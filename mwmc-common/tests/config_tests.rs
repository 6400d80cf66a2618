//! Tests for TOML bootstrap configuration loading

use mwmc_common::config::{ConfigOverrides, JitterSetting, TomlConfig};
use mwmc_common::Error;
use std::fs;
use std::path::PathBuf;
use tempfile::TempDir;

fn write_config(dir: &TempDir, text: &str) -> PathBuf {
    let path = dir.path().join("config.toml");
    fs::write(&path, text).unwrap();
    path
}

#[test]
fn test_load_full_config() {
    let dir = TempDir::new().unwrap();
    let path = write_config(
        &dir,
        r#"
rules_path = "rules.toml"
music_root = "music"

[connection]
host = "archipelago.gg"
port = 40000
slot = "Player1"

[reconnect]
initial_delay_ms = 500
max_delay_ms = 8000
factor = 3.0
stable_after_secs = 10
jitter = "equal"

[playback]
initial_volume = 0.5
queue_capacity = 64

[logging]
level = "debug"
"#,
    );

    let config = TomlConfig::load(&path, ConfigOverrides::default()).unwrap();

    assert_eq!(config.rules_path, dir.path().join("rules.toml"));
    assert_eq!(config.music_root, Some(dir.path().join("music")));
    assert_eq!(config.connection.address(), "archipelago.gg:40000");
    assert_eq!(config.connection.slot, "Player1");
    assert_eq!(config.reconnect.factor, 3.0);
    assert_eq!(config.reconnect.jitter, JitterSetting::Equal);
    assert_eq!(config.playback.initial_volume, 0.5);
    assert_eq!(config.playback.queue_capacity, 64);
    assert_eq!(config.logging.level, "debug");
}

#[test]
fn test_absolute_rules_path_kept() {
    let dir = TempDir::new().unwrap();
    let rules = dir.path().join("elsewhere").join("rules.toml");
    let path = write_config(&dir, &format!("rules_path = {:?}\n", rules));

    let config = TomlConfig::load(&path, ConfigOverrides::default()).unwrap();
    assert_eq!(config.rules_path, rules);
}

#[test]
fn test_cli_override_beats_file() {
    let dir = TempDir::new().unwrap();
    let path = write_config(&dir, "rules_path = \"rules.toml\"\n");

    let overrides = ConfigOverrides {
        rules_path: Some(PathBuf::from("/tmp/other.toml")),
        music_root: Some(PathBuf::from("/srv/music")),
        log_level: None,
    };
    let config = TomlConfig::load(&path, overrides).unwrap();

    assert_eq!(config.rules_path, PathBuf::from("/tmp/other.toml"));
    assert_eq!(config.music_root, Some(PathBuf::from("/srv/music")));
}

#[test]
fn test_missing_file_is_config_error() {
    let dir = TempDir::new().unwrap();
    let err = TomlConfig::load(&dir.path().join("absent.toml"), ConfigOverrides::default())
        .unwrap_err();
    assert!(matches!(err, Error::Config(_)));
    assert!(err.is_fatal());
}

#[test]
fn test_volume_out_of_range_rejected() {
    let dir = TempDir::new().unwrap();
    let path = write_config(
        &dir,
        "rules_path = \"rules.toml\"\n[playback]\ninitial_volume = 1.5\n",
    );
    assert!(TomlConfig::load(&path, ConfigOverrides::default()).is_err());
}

--------------------------------

• Task directions:
Count the lines above that contain "join", and give only the number.

• Result for this exercise:
5